-------- Supplied data

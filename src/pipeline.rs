use std::{
    io,
    sync::{
        Arc,
        atomic::{AtomicBool, Ordering},
    },
};

use log::{debug, error, info, warn};
use machine_learning::{
    MlErr,
    arch::loss::CategoricalCrossEntropy,
    dataset::{Dataset as Tensors, one_hot},
    optimization::Adam,
    training::{FitHistory, ModelTrainer},
};
use ndarray::Array2;
use rand::{SeedableRng, rngs::StdRng, seq::SliceRandom};
use tokio::task;
use tokio_util::sync::CancellationToken;

use crate::{
    RecognizerErr, Result, Sample,
    config::{OptimizerConfig, SplitConfig, TrainingConfig},
    dataset::Dataset,
    events::{EventSink, TrainingEvent},
    model::{Classifier, INPUT_WIDTH, ModelHandle, NUM_CLASSES},
};

/// The outcome of a successful training run.
#[derive(Debug, Clone, PartialEq)]
pub struct TrainingReport {
    /// Training accuracy of the last epoch.
    pub accuracy: f32,
    pub history: FitHistory,
    pub num_train: usize,
    pub num_val: usize,
    /// Positions, in flattened order, of the samples held out for validation.
    pub validation: Vec<usize>,
}

/// Turns dataset snapshots into published classifiers, one run at a time.
///
/// Every run builds a fresh classifier and only publishes it to the `ModelHandle` once the
/// fit finished. A failed or cancelled run leaves the current classifier in place.
pub struct TrainingPipeline {
    config: TrainingConfig,
    model: ModelHandle,
    training: Arc<AtomicBool>,
    events: EventSink,
}

impl TrainingPipeline {
    /// Creates a new `TrainingPipeline`.
    ///
    /// # Arguments
    /// * `config` - The training hyperparameters.
    /// * `model` - Where trained classifiers are published.
    ///
    /// # Returns
    /// The pipeline or `InvalidConfig` if the hyperparameters can't train a model.
    pub fn new(config: TrainingConfig, model: ModelHandle) -> Result<Self> {
        config.validate()?;

        Ok(Self {
            config,
            model,
            training: Arc::new(AtomicBool::new(false)),
            events: EventSink::none(),
        })
    }

    /// Reports the progress of every run to `events`.
    pub fn with_events(mut self, events: EventSink) -> Self {
        self.events = events;
        self
    }

    pub fn model(&self) -> &ModelHandle {
        &self.model
    }

    pub fn config(&self) -> &TrainingConfig {
        &self.config
    }

    pub fn is_training(&self) -> bool {
        self.training.load(Ordering::Acquire)
    }

    /// Trains a fresh classifier on `dataset` and publishes it.
    ///
    /// Invalid input is rejected before any tensor is built. The fit itself runs on the
    /// blocking pool and polls `cancel` before every batch.
    ///
    /// # Arguments
    /// * `dataset` - A snapshot of the labeled samples.
    /// * `cancel` - Aborts the run when cancelled.
    ///
    /// # Returns
    /// The training report, or an error if another run is in flight, the input is invalid,
    /// the run was cancelled or the fit failed.
    pub async fn train(
        &self,
        dataset: Dataset,
        cancel: CancellationToken,
    ) -> Result<TrainingReport> {
        let guard = TrainingGuard::acquire(&self.training).ok_or_else(|| {
            warn!("training requested while another run is in flight");
            RecognizerErr::TrainingInProgress
        })?;

        let res = self.run(guard, &dataset, cancel).await;

        match &res {
            Ok(report) => {
                info!(
                    "training finished: accuracy {:.4} over {} epoch(s)",
                    report.accuracy,
                    report.history.len()
                );
                self.events.send(TrainingEvent::Finished {
                    accuracy: report.accuracy,
                });
            }
            Err(RecognizerErr::Cancelled) => {
                warn!("training cancelled, keeping the current classifier");
                self.events.send(TrainingEvent::Cancelled);
            }
            Err(e) if e.is_rejection() => {
                warn!("training rejected: {e}");
                self.events.send(TrainingEvent::Rejected {
                    error: e.to_string(),
                });
            }
            Err(e) => {
                error!("training failed: {e}");
                self.events.send(TrainingEvent::Failed {
                    error: e.to_string(),
                });
            }
        }

        res
    }

    async fn run(
        &self,
        guard: TrainingGuard,
        dataset: &Dataset,
        cancel: CancellationToken,
    ) -> Result<TrainingReport> {
        let (samples, labels) = flatten(dataset)?;
        if samples.is_empty() {
            return Err(RecognizerErr::EmptyDataset);
        }

        let (num_train, num_val) = split_sizes(samples.len(), self.config.split_ratio);
        if num_train == 0 {
            return Err(RecognizerErr::EmptyTrainingPartition {
                samples: samples.len(),
            });
        }

        info!(
            "training on {} sample(s): {num_train} train, {num_val} validation",
            samples.len()
        );
        self.events.send(TrainingEvent::Started {
            samples: samples.len(),
            train: num_train,
            validation: num_val,
        });

        let config = self.config.clone();
        let model = self.model.clone();
        let events = self.events.clone();

        task::spawn_blocking(move || -> Result<TrainingReport> {
            let _guard = guard;
            let run = FitRun {
                config: &config,
                samples: &samples,
                labels: &labels,
                num_train,
                num_val,
                cancel: &cancel,
                events: &events,
            };

            let (classifier, report) = run.fit()?;
            model.publish(classifier);
            Ok(report)
        })
        .await
        .map_err(|e| io::Error::other(format!("training task join error: {e}")))?
    }
}

/// The blocking part of a training run.
struct FitRun<'a> {
    config: &'a TrainingConfig,
    samples: &'a [Sample],
    labels: &'a [usize],
    num_train: usize,
    num_val: usize,
    cancel: &'a CancellationToken,
    events: &'a EventSink,
}

impl FitRun<'_> {
    fn fit(self) -> Result<(Classifier, TrainingReport)> {
        let mut rng = match self.config.seed {
            Some(seed) => StdRng::seed_from_u64(seed),
            None => StdRng::from_os_rng(),
        };

        let mut order: Vec<usize> = (0..self.samples.len()).collect();
        if self.config.split == SplitConfig::Shuffled {
            order.shuffle(&mut rng);
        }
        let (mut train, validation) = self.tensors(&order)?.split_at(self.num_train)?;

        let classifier = Classifier::init(&mut rng)?;
        for line in classifier.summary() {
            info!("{line}");
        }
        let (net, mut params) = classifier.into_parts();

        let OptimizerConfig::Adam {
            learning_rate,
            beta1,
            beta2,
            epsilon,
        } = self.config.optimizer;
        let optimizer = Adam::new(params.len(), learning_rate, beta1, beta2, epsilon);

        let epochs = self.config.epochs;
        let mut trainer = ModelTrainer::new(
            net,
            optimizer,
            CategoricalCrossEntropy::new(),
            epochs,
            self.config.batch_size,
            self.config.shuffle_batches,
            rng,
        );

        let history = trainer.fit(
            &mut params,
            &mut train,
            Some(&validation),
            || self.cancel.is_cancelled(),
            |stats| self.events.send(TrainingEvent::epoch(stats, epochs.get())),
        )?;

        let accuracy = history.final_accuracy().unwrap_or_default();
        let report = TrainingReport {
            accuracy,
            history,
            num_train: self.num_train,
            num_val: self.num_val,
            validation: order.split_off(self.num_train),
        };

        Ok((Classifier::from_parts(trainer.into_model(), params), report))
    }

    /// Builds the feature and one-hot target tensors with their rows in `order`.
    fn tensors(&self, order: &[usize]) -> Result<Tensors> {
        let features: Vec<f32> = order
            .iter()
            .flat_map(|&i| self.samples[i].features())
            .collect();
        let labels: Vec<usize> = order.iter().map(|&i| self.labels[i]).collect();

        let x = Array2::from_shape_vec((order.len(), INPUT_WIDTH), features)
            .map_err(MlErr::from)?;
        let y = one_hot(&labels, NUM_CLASSES)?;

        Ok(Tensors::new(x, y)?)
    }
}

/// Holds the single-flight flag for as long as a run is alive.
struct TrainingGuard {
    flag: Arc<AtomicBool>,
}

impl TrainingGuard {
    fn acquire(flag: &Arc<AtomicBool>) -> Option<Self> {
        flag.compare_exchange(false, true, Ordering::AcqRel, Ordering::Acquire)
            .ok()
            .map(|_| Self {
                flag: Arc::clone(flag),
            })
    }
}

impl Drop for TrainingGuard {
    fn drop(&mut self) {
        self.flag.store(false, Ordering::Release);
    }
}

/// Maps label text to its class.
///
/// # Returns
/// The class in `0..NUM_CLASSES` or `LabelOutOfRange` if the text doesn't name one.
pub fn label_class(label: &str) -> Result<usize> {
    label
        .trim()
        .parse::<usize>()
        .ok()
        .filter(|&class| class < NUM_CLASSES)
        .ok_or_else(|| RecognizerErr::LabelOutOfRange {
            label: label.to_string(),
        })
}

/// Flattens a dataset into parallel sequences of samples and classes, labels in key order and
/// samples in insertion order. Labels without samples are skipped.
///
/// # Returns
/// The samples and their classes, or `LabelOutOfRange` for the first label with samples that
/// doesn't name a class.
pub fn flatten(dataset: &Dataset) -> Result<(Vec<Sample>, Vec<usize>)> {
    let mut samples = Vec::new();
    let mut labels = Vec::new();

    for (label, drawn) in dataset.iter().filter(|(_, drawn)| !drawn.is_empty()) {
        let class = label_class(label)?;
        debug!("label {label:?}: {} sample(s)", drawn.len());

        samples.extend_from_slice(drawn);
        labels.extend(std::iter::repeat_n(class, drawn.len()));
    }

    Ok((samples, labels))
}

/// Sizes of the training and validation partitions of `n` rows, the training partition
/// being the first `floor(n * ratio)` of them.
pub fn split_sizes(n: usize, ratio: f32) -> (usize, usize) {
    let train = ((n as f64 * ratio as f64).floor() as usize).min(n);
    (train, n - train)
}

----------------

__Description of the task__.
The entries above hold the needed span. Transcribe exactly the lines from the one with "pub struct TrainingReport" to the one with "out for validation.", both included.

__Result of the exercise__.
pub struct TrainingReport {
    /// Training accuracy of the last epoch.
    pub accuracy: f32,
    pub history: FitHistory,
    pub num_train: usize,
    pub num_val: usize,
    /// Positions, in flattened order, of the samples held out for validation.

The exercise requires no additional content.